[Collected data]
· · · ·

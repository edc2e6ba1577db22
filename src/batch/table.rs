use regex::Regex;
use std::collections::HashMap;
use std::path::Path;
use std::sync::LazyLock;

use crate::batch::frequency::ClassFrequencyTable;
use crate::error::{CongressError, InvalidValue, Result};
use crate::models::{check_confidence, Candidate, ClassId};

pub const FILE_NAME_COLUMN: &str = "file_name";
const VOTER_MARKER: &str = "voter";
const CONFIDENCE_MARKER: &str = "conf";

// Labels written by pandas may come out as "2" or "2.0"
static CLASS_LABEL: LazyLock<Regex> =
    LazyLock::new(|| Regex::new(r"^\s*(\d+)(?:\.0*)?\s*$").expect("valid class label regex"));

pub fn voter_column(index: usize) -> String {
    format!("voter_{}", index)
}

pub fn confidence_column(index: usize) -> String {
    format!("voter_{}_conf", index)
}

/// Number of voters implied by a header row: columns that mention the voter
/// marker but not the confidence marker.
pub fn count_voter_columns<'a>(headers: impl IntoIterator<Item = &'a str>) -> usize {
    headers
        .into_iter()
        .filter(|h| h.contains(VOTER_MARKER) && !h.contains(CONFIDENCE_MARKER))
        .count()
}

/// Parse a class label cell. Empty cells yield `Ok(None)`.
pub fn parse_class(cell: &str) -> std::result::Result<Option<ClassId>, InvalidValue> {
    if cell.trim().is_empty() {
        return Ok(None);
    }
    let not_a_label = || InvalidValue::ClassLabel(cell.to_string());
    let captures = CLASS_LABEL.captures(cell).ok_or_else(not_a_label)?;
    captures[1]
        .parse::<ClassId>()
        .map(Some)
        .map_err(|_| not_a_label())
}

/// Parse a confidence cell. Empty cells yield `Ok(None)`.
pub fn parse_confidence(cell: &str) -> std::result::Result<Option<f64>, InvalidValue> {
    let cell = cell.trim();
    if cell.is_empty() {
        return Ok(None);
    }
    let value: f64 = cell
        .parse()
        .map_err(|_| InvalidValue::Confidence(cell.to_string()))?;
    check_confidence("recorded", value)?;
    Ok(Some(value))
}

/// Tie a bad cell to its file and 1-based data row.
pub(crate) fn row_error(path: &Path, line: usize, reason: impl std::fmt::Display) -> CongressError {
    CongressError::malformed(path, format!("row {}: {}", line + 1, reason))
}

fn format_confidence(value: f64) -> String {
    value.to_string()
}

/// The merged per-subject table: one row per file name, one vote cell pair
/// per voter.
#[derive(Debug, Clone, PartialEq)]
pub struct WideTable {
    num_voters: usize,
    file_names: Vec<String>,
    rows: Vec<Vec<Option<Candidate>>>,
    index: HashMap<String, usize>,
}

impl WideTable {
    pub fn new(num_voters: usize) -> Self {
        Self {
            num_voters,
            file_names: Vec::new(),
            rows: Vec::new(),
            index: HashMap::new(),
        }
    }

    pub fn num_voters(&self) -> usize {
        self.num_voters
    }

    pub fn len(&self) -> usize {
        self.rows.len()
    }

    pub fn is_empty(&self) -> bool {
        self.rows.is_empty()
    }

    /// Append a row; `votes` is padded with abstentions or truncated to the
    /// table's voter count.
    pub fn push_row(&mut self, file_name: impl Into<String>, mut votes: Vec<Option<Candidate>>) {
        votes.resize(self.num_voters, None);
        let file_name = file_name.into();
        self.index.entry(file_name.clone()).or_insert(self.rows.len());
        self.file_names.push(file_name);
        self.rows.push(votes);
    }

    pub fn rows(&self) -> impl Iterator<Item = (&str, &[Option<Candidate>])> {
        self.file_names
            .iter()
            .map(String::as_str)
            .zip(self.rows.iter().map(Vec::as_slice))
    }

    pub fn row(&self, file_name: &str) -> Option<&[Option<Candidate>]> {
        self.index
            .get(file_name)
            .map(|&position| self.rows[position].as_slice())
    }

    /// One voter's classes down the whole table.
    pub fn voter_classes(&self, voter: usize) -> Vec<Option<ClassId>> {
        self.rows
            .iter()
            .map(|row| row.get(voter).copied().flatten().map(|vote| vote.class))
            .collect()
    }

    pub fn frequency_table(&self) -> ClassFrequencyTable {
        let columns: Vec<Vec<Option<ClassId>>> =
            (0..self.num_voters).map(|voter| self.voter_classes(voter)).collect();
        ClassFrequencyTable::from_voter_columns(&columns)
    }

    pub fn headers(&self) -> Vec<String> {
        let mut headers = vec![FILE_NAME_COLUMN.to_string()];
        for index in 0..self.num_voters {
            headers.push(voter_column(index));
            headers.push(confidence_column(index));
        }
        headers
    }

    /// Read a merged table. Fails with `MalformedBatchInput` when there are
    /// no voter columns or the expected column pairs are incomplete.
    pub fn read_csv(path: &Path) -> Result<Self> {
        let mut reader = csv::ReaderBuilder::new()
            .flexible(false)
            .from_path(path)
            .map_err(|e| CongressError::csv(path, e))?;

        let headers = reader
            .headers()
            .map_err(|e| CongressError::csv(path, e))?
            .clone();

        let num_voters = count_voter_columns(headers.iter());
        if num_voters == 0 {
            return Err(CongressError::malformed(path, "no voter columns found"));
        }

        let position = |name: &str| -> Result<usize> {
            headers
                .iter()
                .position(|h| h == name)
                .ok_or_else(|| CongressError::malformed(path, format!("missing column '{}'", name)))
        };

        let file_name_index = position(FILE_NAME_COLUMN)?;
        let voter_indices: Vec<(usize, usize)> = (0..num_voters)
            .map(|i| -> Result<(usize, usize)> {
                Ok((position(&voter_column(i))?, position(&confidence_column(i))?))
            })
            .collect::<Result<_>>()?;

        let mut table = WideTable::new(num_voters);
        for (line, record) in reader.records().enumerate() {
            let record = record.map_err(|e| CongressError::csv(path, e))?;

            let file_name = record.get(file_name_index).unwrap_or_default().to_string();
            let mut votes = Vec::with_capacity(num_voters);
            for (voter, &(class_index, conf_index)) in voter_indices.iter().enumerate() {
                let class = parse_class(record.get(class_index).unwrap_or_default())
                    .map_err(|e| row_error(path, line, e))?;
                let confidence = parse_confidence(record.get(conf_index).unwrap_or_default())
                    .map_err(|e| row_error(path, line, e))?;
                let vote = match (class, confidence) {
                    (Some(class), Some(confidence)) => Some(Candidate::new(class, confidence)),
                    (None, None) => None,
                    _ => {
                        return Err(row_error(
                            path,
                            line,
                            format!("voter {} has a label without a confidence or vice versa", voter),
                        ))
                    }
                };
                votes.push(vote);
            }
            table.push_row(file_name, votes);
        }

        tracing::info!(
            "📥 Loaded merged table {}: {} subjects, {} voters",
            path.display(),
            table.len(),
            num_voters
        );
        Ok(table)
    }

    pub fn write_csv(&self, path: &Path) -> Result<()> {
        let mut writer = csv::Writer::from_path(path).map_err(|e| CongressError::csv(path, e))?;
        writer
            .write_record(self.headers())
            .map_err(|e| CongressError::csv(path, e))?;

        for (file_name, votes) in self.rows() {
            let mut record = Vec::with_capacity(1 + 2 * self.num_voters);
            record.push(file_name.to_string());
            for vote in votes {
                match vote {
                    Some(vote) => {
                        record.push(vote.class.to_string());
                        record.push(format_confidence(vote.confidence));
                    }
                    None => {
                        record.push(String::new());
                        record.push(String::new());
                    }
                }
            }
            writer
                .write_record(&record)
                .map_err(|e| CongressError::csv(path, e))?;
        }

        writer.flush().map_err(|e| CongressError::io(path, e))?;
        Ok(())
    }
}
#[cfg(test)]
mod tests {
    use super::*;
    use crate::models::{Prediction, NO_CONSENSUS};
    use rand::rngs::StdRng;
    use rand::seq::SliceRandom;
    use rand::SeedableRng;

    fn ballot(classes: &[ClassId], confidences: &[f64]) -> Vec<VoteRecord> {
        classes
            .iter()
            .zip(confidences)
            .enumerate()
            .map(|(i, (&class, &conf))| {
                VoteRecord::new(
                    format!("voter_{}", i),
                    Prediction::top2(class, conf, (class + 1) % 6, (1.0 - conf) / 2.0),
                )
            })
            .collect()
    }

    fn batch_votes(classes: &[ClassId], confidences: &[f64]) -> Vec<Option<Candidate>> {
        classes
            .iter()
            .zip(confidences)
            .map(|(&class, &conf)| Some(Candidate::new(class, conf)))
            .collect()
    }

    fn assert_close(actual: f64, expected: f64) {
        assert!(
            (actual - expected).abs() < 1e-9,
            "expected {}, got {}",
            expected,
            actual
        );
    }

    #[test]
    fn test_tally_ranking_breaks_ties_by_lowest_class() {
        let tally: Tally = vec![4, 1, 4, 1, 3].into_iter().collect();
        assert_eq!(tally.ranked(), vec![(1, 2), (4, 2), (3, 1)]);
        assert_eq!(tally.leader(), Some((1, 2)));
        assert_eq!(tally.runner_up(), Some((4, 2)));
        assert_eq!(tally.total(), 5);
        assert_eq!(tally.distinct(), 3);
        assert_eq!(tally.count(0), 0);
    }

    #[test]
    fn test_tally_ranking_is_insertion_order_independent() {
        let a: Tally = vec![5, 2, 2, 5, 0].into_iter().collect();
        let b: Tally = vec![0, 5, 5, 2, 2].into_iter().collect();
        assert_eq!(a.ranked(), b.ranked());
        assert_eq!(a.leader(), Some((2, 2)));
    }

    #[test]
    fn test_single_voter_is_elected() {
        let certifier = Certifier::default();
        let verdict = certifier.certify(&ballot(&[4], &[0.65]), 1);
        assert_eq!(verdict.status, VerdictStatus::Elected);
        assert_eq!(verdict.voted_class, Some(4));
        assert_eq!(verdict.num_voters, 1);
        assert_eq!(verdict.total_voters, 1);
        assert_close(verdict.average_confidence, 0.65);
    }

    #[test]
    fn test_clear_majority() {
        let certifier = Certifier::default();
        let verdict = certifier.certify(&ballot(&[2, 2, 2, 0, 1], &[0.9, 0.8, 0.7, 0.6, 0.5]), 5);
        assert_eq!(verdict.voted_class, Some(2));
        assert_eq!(verdict.num_voters, 3);
        assert_eq!(verdict.total_voters, 5);
        assert_close(verdict.average_confidence, 0.8);
        assert_eq!(verdict.weighted_confidence, None);
        assert_eq!(verdict.mode, CertificationMode::Online);
    }

    #[test]
    fn test_exact_tie_is_no_consensus() {
        let certifier = Certifier::default();
        let verdict = certifier.certify(&ballot(&[2, 2, 0, 0], &[0.9, 0.8, 0.7, 0.6]), 4);
        assert_eq!(verdict.status, VerdictStatus::TooCloseToCall);
        assert_eq!(verdict.voted_class_code(), NO_CONSENSUS);
        assert_eq!(verdict.num_voters, 0);
        assert_eq!(verdict.average_confidence, 0.0);
    }

    #[test]
    fn test_one_vote_lead_is_too_close_to_call() {
        let certifier = Certifier::default();
        let verdict = certifier.certify(
            &ballot(&[2, 2, 2, 0, 0, 1], &[0.9, 0.8, 0.7, 0.6, 0.5, 0.4]),
            6,
        );
        assert_eq!(verdict.status, VerdictStatus::TooCloseToCall);
        assert_eq!(verdict.voted_class, None);
        assert_eq!(verdict.num_voters, 0);
        assert_eq!(verdict.total_voters, 6);
    }

    #[test]
    fn test_two_vote_lead_is_elected() {
        let certifier = Certifier::default();
        let verdict = certifier.certify(&ballot(&[1, 1, 1, 3], &[0.6, 0.6, 0.9, 0.99]), 4);
        assert_eq!(verdict.voted_class, Some(1));
        assert_eq!(verdict.num_voters, 3);
        assert_close(verdict.average_confidence, 0.7);
    }

    #[test]
    fn test_three_way_tie() {
        let certifier = Certifier::default();
        let verdict = certifier.certify(&ballot(&[0, 1, 2], &[0.5, 0.5, 0.5]), 3);
        assert_eq!(verdict.status, VerdictStatus::TooCloseToCall);
        assert_eq!(verdict.num_voters, 0);
    }

    #[test]
    fn test_empty_ballot() {
        let certifier = Certifier::default();
        let verdict = certifier.certify(&[], 9);
        assert_eq!(verdict, Verdict::no_votes(9, CertificationMode::Online));
    }

    #[test]
    fn test_total_voters_reflects_registry_not_ballot() {
        let certifier = Certifier::default();
        let verdict = certifier.certify(&ballot(&[5, 5, 5], &[0.9, 0.9, 0.9]), 8);
        assert_eq!(verdict.num_voters, 3);
        assert_eq!(verdict.total_voters, 8);
    }

    #[test]
    fn test_custom_margin() {
        let lenient = Certifier::new(CertificationConfig { min_margin: 1 });
        let verdict = lenient.certify(&ballot(&[2, 2, 2, 0, 0], &[0.9; 5]), 5);
        assert_eq!(verdict.voted_class, Some(2));

        let strict = Certifier::new(CertificationConfig { min_margin: 3 });
        let verdict = strict.certify(&ballot(&[2, 2, 2, 2, 0, 0], &[0.9; 6]), 6);
        assert_eq!(verdict.status, VerdictStatus::TooCloseToCall);
    }

    #[test]
    fn test_zero_margin_is_clamped() {
        let certifier = Certifier::new(CertificationConfig { min_margin: 0 });
        assert_eq!(certifier.config().min_margin, 1);
        let verdict = certifier.certify(&ballot(&[3, 4], &[0.9, 0.9]), 2);
        assert_eq!(verdict.status, VerdictStatus::TooCloseToCall);
    }

    #[test]
    fn test_certify_is_order_independent() {
        let certifier = Certifier::default();
        let classes = [3, 1, 3, 3, 0, 1, 3, 5, 3, 1, 2];
        let confidences = [0.91, 0.55, 0.73, 0.88, 0.41, 0.62, 0.97, 0.35, 0.69, 0.58, 0.47];
        let original = ballot(&classes, &confidences);
        let expected = certifier.certify(&original, original.len());

        let mut rng = StdRng::seed_from_u64(0x0d0a_94c7);
        for _ in 0..50 {
            let mut shuffled = original.clone();
            shuffled.shuffle(&mut rng);
            let verdict = certifier.certify(&shuffled, shuffled.len());
            assert_eq!(verdict.status, expected.status);
            assert_eq!(verdict.voted_class, expected.voted_class);
            assert_eq!(verdict.num_voters, expected.num_voters);
            assert_close(verdict.average_confidence, expected.average_confidence);
        }
    }

    #[test]
    fn test_batch_row_clear_majority() {
        let classes = [2, 2, 2, 0, 1];
        let confs = [0.9, 0.8, 0.7, 0.6, 0.5];
        // Every voter voted class 2 equally often across the batch
        let frequencies = ClassFrequencyTable::from_voter_columns(&[
            vec![Some(2), Some(2)],
            vec![Some(2), Some(2)],
            vec![Some(2), Some(2)],
            vec![Some(2), Some(2)],
            vec![Some(2), Some(2)],
        ]);

        let certifier = Certifier::default();
        let verdict = certifier.certify_batch_row(&batch_votes(&classes, &confs), &frequencies, 5);
        assert_eq!(verdict.mode, CertificationMode::Batch);
        assert_eq!(verdict.voted_class, Some(2));
        assert_eq!(verdict.num_voters, 3);
        // Batch average covers every voter, not just the winning block
        assert_close(verdict.average_confidence, 0.7);
        // Uniform optimism reduces to the plain average
        assert_close(verdict.weighted_confidence.unwrap(), 0.7);
    }

    #[test]
    fn test_batch_row_tie_keeps_leader_count() {
        let frequencies = ClassFrequencyTable::from_voter_columns(&[
            vec![Some(2)],
            vec![Some(2)],
            vec![Some(0)],
            vec![Some(0)],
        ]);
        let certifier = Certifier::default();
        let verdict = certifier.certify_batch_row(
            &batch_votes(&[2, 2, 0, 0], &[0.9, 0.8, 0.7, 0.6]),
            &frequencies,
            4,
        );
        assert_eq!(verdict.status, VerdictStatus::TooCloseToCall);
        assert_eq!(verdict.voted_class_code(), NO_CONSENSUS);
        assert_eq!(verdict.num_voters, 2);
        assert_close(verdict.average_confidence, 0.75);
    }

    #[test]
    fn test_batch_weighted_confidence_uses_optimism() {
        // Voter 0 voted class 1 twice in the batch, voter 1 once, voter 2 never
        let frequencies = ClassFrequencyTable::from_voter_columns(&[
            vec![Some(1), Some(1), Some(0)],
            vec![Some(1), Some(0), Some(0)],
            vec![Some(0), Some(0), Some(0)],
        ]);
        let votes = batch_votes(&[1, 1, 0], &[0.8, 0.5, 0.9]);
        let certifier = Certifier::new(CertificationConfig { min_margin: 1 });
        let verdict = certifier.certify_batch_row(&votes, &frequencies, 3);

        assert_eq!(verdict.voted_class, Some(1));
        // optimism = [2/2, 1/2, 0/2]
        let expected = (0.8 * 1.0 + 0.5 * 0.5 + 0.9 * 0.0) / 1.5;
        assert_close(verdict.weighted_confidence.unwrap(), expected);
        assert_close(verdict.average_confidence, (0.8 + 0.5 + 0.9) / 3.0);
    }

    #[test]
    fn test_batch_row_abstentions() {
        let frequencies = ClassFrequencyTable::from_voter_columns(&[
            vec![Some(4)],
            vec![None],
            vec![Some(4)],
        ]);
        let votes = vec![Some(Candidate::new(4, 0.6)), None, Some(Candidate::new(4, 0.8))];
        let verdict = Certifier::default().certify_batch_row(&votes, &frequencies, 3);
        assert_eq!(verdict.voted_class, Some(4));
        assert_eq!(verdict.num_voters, 2);
        assert_eq!(verdict.total_voters, 3);
        assert_close(verdict.average_confidence, 0.7);

        let all_abstained = vec![None, None, None];
        let verdict = Certifier::default().certify_batch_row(&all_abstained, &frequencies, 3);
        assert_eq!(verdict, Verdict::no_votes(3, CertificationMode::Batch));
    }
}
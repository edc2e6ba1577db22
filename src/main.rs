fn main() -> anyhow::Result<()> {
    dragon_congress::cli_main::main()
}
use serde::{Deserialize, Serialize};

use crate::error::InvalidValue;

/// Class label produced by a voter (0..K-1).
pub type ClassId = u32;

/// Value written to the `voted_class` column when no class was certified.
pub const NO_CONSENSUS: i64 = -1;

/// One ranked class guess from a voter.
#[derive(Debug, Clone, Copy, PartialEq, Serialize, Deserialize)]
pub struct Candidate {
    pub class: ClassId,
    pub confidence: f64,
}

impl Candidate {
    pub fn new(class: ClassId, confidence: f64) -> Self {
        Self { class, confidence }
    }
}

/// Top-2 output of a single voter for a single subject.
#[derive(Debug, Clone, Copy, PartialEq, Serialize, Deserialize)]
pub struct Prediction {
    pub primary: Candidate,
    /// Not every source records a runner-up (batch per-voter files don't).
    pub secondary: Option<Candidate>,
}

impl Prediction {
    pub fn new(primary: Candidate, secondary: Option<Candidate>) -> Self {
        Self { primary, secondary }
    }

    pub fn top2(class: ClassId, confidence: f64, second_class: ClassId, second_confidence: f64) -> Self {
        Self {
            primary: Candidate::new(class, confidence),
            secondary: Some(Candidate::new(second_class, second_confidence)),
        }
    }

    /// Check confidence bounds and top-2 ordering.
    pub fn validate(&self) -> Result<(), InvalidValue> {
        check_confidence("primary", self.primary.confidence)?;
        if let Some(secondary) = self.secondary {
            check_confidence("secondary", secondary.confidence)?;
            if secondary.confidence > self.primary.confidence {
                return Err(InvalidValue::SecondaryExceedsPrimary {
                    primary: self.primary.confidence,
                    secondary: secondary.confidence,
                });
            }
        }
        Ok(())
    }
}

pub(crate) fn check_confidence(which: &'static str, value: f64) -> Result<(), InvalidValue> {
    if !value.is_finite() || !(0.0..=1.0).contains(&value) {
        return Err(InvalidValue::ConfidenceOutOfRange { which, value });
    }
    Ok(())
}

/// One voter's opinion on one subject.
#[derive(Debug, Clone, PartialEq, Serialize, Deserialize)]
pub struct VoteRecord {
    pub voter_id: String,
    pub prediction: Prediction,
}

impl VoteRecord {
    pub fn new(voter_id: impl Into<String>, prediction: Prediction) -> Self {
        Self {
            voter_id: voter_id.into(),
            prediction,
        }
    }

    pub fn primary_class(&self) -> ClassId {
        self.prediction.primary.class
    }

    pub fn primary_confidence(&self) -> f64 {
        self.prediction.primary.confidence
    }
}

/// A single grayscale image cutout handed to every voter.
///
/// Loading and normalisation happen upstream; voters receive the pixels as-is.
#[derive(Debug, Clone, PartialEq)]
pub struct Cutout {
    pub file_name: String,
    pub width: usize,
    pub height: usize,
    pub pixels: Vec<f32>,
}

impl Cutout {
    pub fn new(file_name: impl Into<String>, width: usize, height: usize, pixels: Vec<f32>) -> Self {
        Self {
            file_name: file_name.into(),
            width,
            height,
            pixels,
        }
    }

    /// A cutout that only carries its identity, for voters that look
    /// predictions up by file name.
    pub fn named(file_name: impl Into<String>) -> Self {
        Self::new(file_name, 0, 0, Vec::new())
    }
}

/// Which certification rules to apply.
///
/// The two modes differ on purpose and must not be merged silently:
///
/// | | `Online` | `Batch` |
/// |---|---|---|
/// | `num_voters` when too close to call | 0 | size of the leading block |
/// | `average_confidence` | mean over the winning block | mean over every cast vote |
/// | `weighted_confidence` | not computed | optimism-weighted mean |
#[derive(Debug, Clone, Copy, PartialEq, Eq, Serialize, Deserialize)]
#[serde(rename_all = "snake_case")]
pub enum CertificationMode {
    Online,
    Batch,
}

#[derive(Debug, Clone, Copy, PartialEq, Eq, Serialize, Deserialize)]
#[serde(rename_all = "snake_case")]
pub enum VerdictStatus {
    /// A class won by at least the required margin.
    Elected,
    /// The runner-up was within the margin of the leader.
    TooCloseToCall,
    /// No votes were cast.
    NoVotes,
}

impl VerdictStatus {
    pub fn as_str(&self) -> &'static str {
        match self {
            VerdictStatus::Elected => "Elected",
            VerdictStatus::TooCloseToCall => "Too close to call",
            VerdictStatus::NoVotes => "No votes",
        }
    }
}

/// Certified outcome for one subject.
#[derive(Debug, Clone, PartialEq, Serialize, Deserialize)]
pub struct Verdict {
    pub mode: CertificationMode,
    pub status: VerdictStatus,
    /// `None` unless `status` is `Elected`.
    pub voted_class: Option<ClassId>,
    pub num_voters: usize,
    pub total_voters: usize,
    pub average_confidence: f64,
    /// Only computed in batch mode.
    pub weighted_confidence: Option<f64>,
}

impl Verdict {
    pub fn no_votes(total_voters: usize, mode: CertificationMode) -> Self {
        Self {
            mode,
            status: VerdictStatus::NoVotes,
            voted_class: None,
            num_voters: 0,
            total_voters,
            average_confidence: 0.0,
            weighted_confidence: None,
        }
    }

    pub fn is_elected(&self) -> bool {
        self.status == VerdictStatus::Elected
    }

    /// The class as written to CSV, with [`NO_CONSENSUS`] for no winner.
    pub fn voted_class_code(&self) -> i64 {
        self.voted_class.map(i64::from).unwrap_or(NO_CONSENSUS)
    }
}

/// Row of the certified output CSV.
#[derive(Debug, Clone, PartialEq, Serialize, Deserialize)]
pub struct CertifiedRow {
    pub file_name: String,
    pub voted_class: i64,
    pub num_voters: usize,
    pub total_voters: usize,
    pub average_confidence: f64,
    pub weighted_confidence: Option<f64>,
}

impl CertifiedRow {
    pub fn new(file_name: impl Into<String>, verdict: &Verdict) -> Self {
        Self {
            file_name: file_name.into(),
            voted_class: verdict.voted_class_code(),
            num_voters: verdict.num_voters,
            total_voters: verdict.total_voters,
            average_confidence: verdict.average_confidence,
            weighted_confidence: verdict.weighted_confidence,
        }
    }
}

· · · ·

Extract, please, the lines from the start of the entries above through the one with "pub fn parse_confidence(cell: &str)", both included, reproducing each exactly and adding nothing.

repository edc2e6ba1577db22
filename src/batch/table.rs
use regex::Regex;
use std::collections::HashMap;
use std::path::Path;
use std::sync::LazyLock;

use crate::batch::frequency::ClassFrequencyTable;
use crate::error::{CongressError, InvalidValue, Result};
use crate::models::{check_confidence, Candidate, ClassId};

pub const FILE_NAME_COLUMN: &str = "file_name";
const VOTER_MARKER: &str = "voter";
const CONFIDENCE_MARKER: &str = "conf";

// Labels written by pandas may come out as "2" or "2.0"
static CLASS_LABEL: LazyLock<Regex> =
    LazyLock::new(|| Regex::new(r"^\s*(\d+)(?:\.0*)?\s*$").expect("valid class label regex"));

pub fn voter_column(index: usize) -> String {
    format!("voter_{}", index)
}

pub fn confidence_column(index: usize) -> String {
    format!("voter_{}_conf", index)
}

/// Number of voters implied by a header row: columns that mention the voter
/// marker but not the confidence marker.
pub fn count_voter_columns<'a>(headers: impl IntoIterator<Item = &'a str>) -> usize {
    headers
        .into_iter()
        .filter(|h| h.contains(VOTER_MARKER) && !h.contains(CONFIDENCE_MARKER))
        .count()
}

/// Parse a class label cell. Empty cells yield `Ok(None)`.
pub fn parse_class(cell: &str) -> std::result::Result<Option<ClassId>, InvalidValue> {
    if cell.trim().is_empty() {
        return Ok(None);
    }
    let not_a_label = || InvalidValue::ClassLabel(cell.to_string());
    let captures = CLASS_LABEL.captures(cell).ok_or_else(not_a_label)?;
    captures[1]
        .parse::<ClassId>()
        .map(Some)
        .map_err(|_| not_a_label())
}

/// Parse a confidence cell. Empty cells yield `Ok(None)`.
pub fn parse_confidence(cell: &str) -> std::result::Result<Option<f64>, InvalidValue> {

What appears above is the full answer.